__WORK INSTRUCTIONS__.
If a line in the entries below contains "String", copy it.

__DATA SHOWN__.
# # # #
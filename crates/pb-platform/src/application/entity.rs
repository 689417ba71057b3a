//! Application Entity
//!
//! A registered notification source: owned by a user, authenticated by a
//! secret token, and addressable on the bridge through its Matrix ID.

use serde::{Deserialize, Serialize};
use chrono::{DateTime, Utc};
use bson::serde_helpers::chrono_datetime_as_bson_datetime;

use crate::shared::error::{PlatformError, Result};

/// Persisted application.
///
/// Only record stores build this type, from a [`NewApplication`], so a stored
/// application always carries a token and a bridge identifier.
#[derive(Debug, Clone, PartialEq, Serialize, Deserialize)]
#[serde(rename_all = "camelCase")]
pub struct Application {
    /// TSID assigned by the record store
    #[serde(rename = "_id")]
    pub id: String,

    pub name: String,

    /// Secret used by senders to push notifications
    pub token: String,

    /// Owning user, immutable after creation
    pub user_id: u64,

    /// Room the bridge registered for this application
    pub matrix_id: String,

    #[serde(with = "chrono_datetime_as_bson_datetime")]
    pub created_at: DateTime<Utc>,
}

/// An application that has been registered on the bridge and is ready to be
/// persisted.
#[derive(Debug, Clone, PartialEq)]
pub struct NewApplication {
    name: String,
    token: String,
    user_id: u64,
    matrix_id: String,
}

impl NewApplication {
    pub fn new(
        name: impl Into<String>,
        token: impl Into<String>,
        user_id: u64,
        matrix_id: impl Into<String>,
    ) -> Result<Self> {
        let token = token.into();
        let matrix_id = matrix_id.into();

        if token.is_empty() {
            return Err(PlatformError::validation("Application token must not be empty"));
        }
        if matrix_id.is_empty() {
            return Err(PlatformError::validation("Application bridge identifier must not be empty"));
        }

        Ok(Self {
            name: name.into(),
            token,
            user_id,
            matrix_id,
        })
    }

    pub fn name(&self) -> &str {
        &self.name
    }

    pub fn token(&self) -> &str {
        &self.token
    }

    pub fn user_id(&self) -> u64 {
        self.user_id
    }

    pub fn matrix_id(&self) -> &str {
        &self.matrix_id
    }

    /// Swap in a freshly generated token after an insert-time collision.
    pub fn with_token(self, token: impl Into<String>) -> Result<Self> {
        Self::new(self.name, token, self.user_id, self.matrix_id)
    }

    /// Materialize the record under the identifier the store assigned.
    pub fn into_application(self, id: impl Into<String>) -> Application {
        Application {
            id: id.into(),
            name: self.name,
            token: self.token,
            user_id: self.user_id,
            matrix_id: self.matrix_id,
            created_at: Utc::now(),
        }
    }
}

#[cfg(test)]
mod tests {
    use super::*;

    #[test]
    fn test_new_application_requires_bridge_identifier() {
        let result = NewApplication::new("weather-bot", "tok", 1, "");
        assert!(matches!(result, Err(PlatformError::Validation { .. })));
    }

    #[test]
    fn test_new_application_requires_token() {
        let result = NewApplication::new("weather-bot", "", 1, "!room:example.org");
        assert!(matches!(result, Err(PlatformError::Validation { .. })));
    }

    #[test]
    fn test_with_token_keeps_registration() {
        let app = NewApplication::new("weather-bot", "first", 1, "!room:example.org")
            .unwrap()
            .with_token("second")
            .unwrap();

        assert_eq!(app.token(), "second");
        assert_eq!(app.matrix_id(), "!room:example.org");
        assert_eq!(app.user_id(), 1);
    }

    #[test]
    fn test_into_application() {
        let app = NewApplication::new("weather-bot", "tok", 7, "!room:example.org")
            .unwrap()
            .into_application("0HZXEQ5Y8JY5Z");

        assert_eq!(app.id, "0HZXEQ5Y8JY5Z");
        assert_eq!(app.user_id, 7);
        assert_eq!(app.matrix_id, "!room:example.org");
    }

    #[test]
    fn test_bson_field_names() {
        let app = NewApplication::new("weather-bot", "tok", 7, "!room:example.org")
            .unwrap()
            .into_application("0HZXEQ5Y8JY5Z");

        let doc = bson::to_document(&app).unwrap();
        assert_eq!(doc.get_str("_id").unwrap(), "0HZXEQ5Y8JY5Z");
        assert_eq!(doc.get_str("matrixId").unwrap(), "!room:example.org");
        assert_eq!(doc.get_i64("userId").unwrap(), 7);
    }
}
# # # #
__RESPONSE TO THE TASK__.
    pub id: String,
    pub name: String,
    pub token: String,
    pub matrix_id: String,
    name: String,
    token: String,
    matrix_id: String,
        name: impl Into<String>,
        token: impl Into<String>,
        matrix_id: impl Into<String>,
    pub fn with_token(self, token: impl Into<String>) -> Result<Self> {
    pub fn into_application(self, id: impl Into<String>) -> Application {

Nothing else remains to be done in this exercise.